_DATA SUPPLIED_
- Opening Delimiter -

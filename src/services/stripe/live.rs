use super::{StripeEvent, StripeGateway, StripeGatewayError, SubscriptionInfo};
use async_trait::async_trait;

pub struct LiveStripeGateway {
    client: stripe::Client,
    webhook_secret: String,
}

impl LiveStripeGateway {
    pub fn new(secret_key: impl Into<String>, webhook_secret: impl Into<String>) -> Self {
        let client = stripe::Client::new(secret_key);
        Self {
            client,
            webhook_secret: webhook_secret.into(),
        }
    }

    pub fn from_settings(settings: &crate::config::StripeSettings) -> Self {
        Self::new(settings.secret_key.clone(), settings.webhook_secret.clone())
    }
}

fn map_subscription(sub: stripe::Subscription) -> SubscriptionInfo {
    // A subscription can technically carry several items; the first one is the
    // plan-bearing item for this platform.
    let price = sub.items.data.first().and_then(|item| item.price.clone());

    SubscriptionInfo {
        id: sub.id.to_string(),
        customer: sub.customer.id().to_string(),
        status: sub.status.to_string(),
        price_id: price.as_ref().map(|p| p.id.to_string()),
        currency: price
            .as_ref()
            .and_then(|p| p.currency)
            .map(|c| c.to_string()),
        amount_due: price.as_ref().and_then(|p| p.unit_amount),
        current_period_start: Some(sub.current_period_start),
        current_period_end: Some(sub.current_period_end),
        cancel_at_period_end: sub.cancel_at_period_end,
        canceled_at: sub.canceled_at,
        trial_end: sub.trial_end,
    }
}

#[async_trait]
impl StripeGateway for LiveStripeGateway {
    fn verify_webhook(
        &self,
        payload: &[u8],
        signature_header: &str,
    ) -> Result<StripeEvent, StripeGatewayError> {
        let payload_str =
            std::str::from_utf8(payload).map_err(|e| StripeGatewayError::Serde(e.to_string()))?;
        let event =
            stripe::Webhook::construct_event(payload_str, signature_header, &self.webhook_secret)?;
        let payload =
            serde_json::to_value(&event).map_err(|e| StripeGatewayError::Serde(e.to_string()))?;
        Ok(StripeEvent {
            id: event.id.to_string(),
            r#type: event.type_.to_string(),
            payload,
        })
    }

    async fn retrieve_subscription(
        &self,
        subscription_id: &str,
    ) -> Result<SubscriptionInfo, StripeGatewayError> {
        let sub_id = subscription_id
            .parse::<stripe::SubscriptionId>()
            .map_err(|e| StripeGatewayError::Other(e.to_string()))?;
        let sub = stripe::Subscription::retrieve(&self.client, &sub_id, &[]).await?;
        Ok(map_subscription(sub))
    }

    async fn set_subscription_cancel_at_period_end(
        &self,
        subscription_id: &str,
        cancel_at_period_end: bool,
    ) -> Result<SubscriptionInfo, StripeGatewayError> {
        let sub_id = subscription_id
            .parse::<stripe::SubscriptionId>()
            .map_err(|e| StripeGatewayError::Other(e.to_string()))?;
        let mut params = stripe::UpdateSubscription::new();
        params.cancel_at_period_end = Some(cancel_at_period_end);
        let sub = stripe::Subscription::update(&self.client, &sub_id, params).await?;
        Ok(map_subscription(sub))
    }
}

- Closing Delimiter -

_INSTRUCTIONS FOR THE TASK_
The lines from the top of the data above down to the line containing "let price = sub.items.data.first().and_then(|item|" are to be copied exactly; no other line should appear.

_TASK RESULT_
filename src/services/stripe/live.rs
use super::{StripeEvent, StripeGateway, StripeGatewayError, SubscriptionInfo};
use async_trait::async_trait;

pub struct LiveStripeGateway {
    client: stripe::Client,
    webhook_secret: String,
}

impl LiveStripeGateway {
    pub fn new(secret_key: impl Into<String>, webhook_secret: impl Into<String>) -> Self {
        let client = stripe::Client::new(secret_key);
        Self {
            client,
            webhook_secret: webhook_secret.into(),
        }
    }

    pub fn from_settings(settings: &crate::config::StripeSettings) -> Self {
        Self::new(settings.secret_key.clone(), settings.webhook_secret.clone())
    }
}

fn map_subscription(sub: stripe::Subscription) -> SubscriptionInfo {
    // A subscription can technically carry several items; the first one is the
    // plan-bearing item for this platform.
    let price = sub.items.data.first().and_then(|item| item.price.clone());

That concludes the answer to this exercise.